Funny thing is, it grabs *my* imagination! To see something, we have been doing this since eyes evolved on animals. But to perform careful calculations and realize that the results imply the existence of a planet, well, that's what I call awesome.

overshadowed? (4, Insightful)

MLCT (1148749) | more than 5 years ago | (#25753179)

Not entirely sure why the summary touches on one being overshadowed by the other.

On the contrary, the two works are complimentary, and it is thus no coincidence that they have been released at the same time. Hubble shows an old cold planet on the edge of a solar system, while Keck shows some very young hot infra-red emitting planets close to their star. The two discoveries help elucidate the workings of other solar systems - and each is just as valuable as the other.

Re:overshadowed? (1)

dtolman (688781) | more than 5 years ago | (#25753281)
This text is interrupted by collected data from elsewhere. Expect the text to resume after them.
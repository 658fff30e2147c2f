//! Detection capability
//!
//! A [`Detector`] sees only what a node can measure locally: the RTT
//! estimate of a route and the hop count the route claims. It never learns
//! how the route was built.

use std::fmt;
use std::time::Duration;

use serde::{Deserialize, Serialize};

use crate::identity::NodeId;
use crate::time::SimTime;

/// Identity of a candidate route as seen by its originator
///
/// Distinct next hops give distinct keys, so a tunnel route and an honest
/// route to the same destination never share RTT history.
#[derive(Debug, Clone, Copy, PartialEq, Eq, PartialOrd, Ord, Hash, Serialize, Deserialize)]
pub struct RouteKey {
    pub originator: NodeId,
    pub destination: NodeId,
    pub next_hop: NodeId,
}

impl RouteKey {
    pub fn new(originator: NodeId, destination: NodeId, next_hop: NodeId) -> Self {
        Self {
            originator,
            destination,
            next_hop,
        }
    }
}

impl fmt::Display for RouteKey {
    fn fmt(&self, f: &mut fmt::Formatter<'_>) -> fmt::Result {
        write!(f, "{}->{} via {}", self.originator, self.destination, self.next_hop)
    }
}

/// One completed request/reply measurement
#[derive(Debug, Clone, Copy, PartialEq, Eq, Serialize, Deserialize)]
pub struct RttSample {
    pub route: RouteKey,
    pub rtt: Duration,
    /// Hop count the reply advertised
    pub hops: u8,
    pub at: SimTime,
}

/// Immutable view of an estimator's state
#[derive(Debug, Clone, Copy, Default, PartialEq, Eq, Serialize, Deserialize)]
pub struct RttEstimate {
    /// Smoothed mean (SRTT)
    pub srtt: Duration,
    /// Smoothed mean deviation (RTTVAR)
    pub rttvar: Duration,
    /// SRTT + k * RTTVAR
    pub bound: Duration,
    pub samples: u32,
}

impl RttEstimate {
    pub fn is_empty(&self) -> bool {
        self.samples == 0
    }
}

/// Outcome of evaluating a route
#[derive(Debug, Clone, Copy, PartialEq, Eq, Hash, Serialize, Deserialize)]
pub enum Classification {
    Accepted,
    SuspectedWormhole,
}

/// Why the detector reached its classification
#[derive(Debug, Clone, Copy, PartialEq, Eq, Hash, Serialize, Deserialize)]
pub enum VerdictBasis {
    /// Compared against the expected timing
    Measured,
    /// Fewer samples than required; accepted without judgement
    InsufficientSamples,
    /// Route too short for timing to tell anything
    BelowMinimumHops,
    /// Detection switched off
    Disabled,
}

/// Numbers the verdict was based on
#[derive(Debug, Clone, Copy, Default, PartialEq, Eq, Serialize, Deserialize)]
pub struct Evidence {
    pub observed_srtt: Duration,
    pub observed_bound: Duration,
    /// Per-hop baseline times claimed hops
    pub expected_rtt: Duration,
    pub expected_floor: Duration,
    pub expected_ceiling: Duration,
    pub hops: u8,
    pub samples: u32,
}

/// A detector's judgement on one route
#[derive(Debug, Clone, Copy, PartialEq, Eq, Serialize, Deserialize)]
pub struct DetectionVerdict {
    pub route: RouteKey,
    pub classification: Classification,
    pub basis: VerdictBasis,
    pub evidence: Evidence,
}

impl DetectionVerdict {
    pub fn accepted(route: RouteKey, basis: VerdictBasis, evidence: Evidence) -> Self {
        Self {
            route,
            classification: Classification::Accepted,
            basis,
            evidence,
        }
    }

    pub fn is_suspected(&self) -> bool {
        self.classification == Classification::SuspectedWormhole
    }
}

/// Classifies routes from their timing
pub trait Detector {
    /// Judge `route`, which claims `reported_hops` hops, given its estimate
    fn evaluate(&self, route: RouteKey, reported_hops: u8, estimate: &RttEstimate)
    -> DetectionVerdict;
}

impl<D: Detector + ?Sized> Detector for Box<D> {
    fn evaluate(
        &self,
        route: RouteKey,
        reported_hops: u8,
        estimate: &RttEstimate,
    ) -> DetectionVerdict {
        (**self).evaluate(route, reported_hops, estimate)
    }
}

#[cfg(test)]
mod tests {
    use super::*;

    #[test]
    fn test_route_key_display() {
        let key = RouteKey::new(NodeId(1), NodeId(4), NodeId(0));
        assert_eq!(key.to_string(), "n1->n4 via n0");
    }

    #[test]
    fn test_verdict_helpers() {
        let key = RouteKey::new(NodeId(1), NodeId(4), NodeId(2));
        let verdict = DetectionVerdict::accepted(key, VerdictBasis::Disabled, Evidence::default());
        assert!(!verdict.is_suspected());
        assert!(RttEstimate::default().is_empty());
    }
}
How about the fact that the Keck/Gemini team just happened to release the news a few hours before a press conference by the Hubble team. A press conference that was announced a week ago. They could have waited until tomorrow. Or next week. Looked to me like they figured out that Hubble had a similar announcement, and tried to beat them to the punch.

Re:overshadowed? (0)

Anonymous Coward | more than 5 years ago | (#25753399)

Both papers are appearing in the same issue of ScienceExpress, and presumably had identical press embargo restrictions. If an embargo was broken, it's not clear that it was an attempt of one team to scoop another; could just be a journalist trying to get a scoop, or someone accidentally overlooking the embargo.

Re:overshadowed? (1)

dtolman (688781) | more than 5 years ago | (#25753463)

hmmm... good counter argument. Still have no idea what the truth behind this is.

Either way, its a good day for armchair astronomers (and professional ones too).

Re:overshadowed? (5, Informative)

Trapezium Artist (919330) | more than 5 years ago | (#25754269)

Rest assured, these were strongly coordinated: both teams knew full well of each others results well in advance, both were scheduled for simultaneous release via Science at 2pm EDT today, and indeed, both papers share one co-author. (I work in the same group as another co-author of the HR8799 paper, so believe me that this is first-hand knowledge). The HST press conference was scheduled (well in advance) for shortly after the Science embargo expired.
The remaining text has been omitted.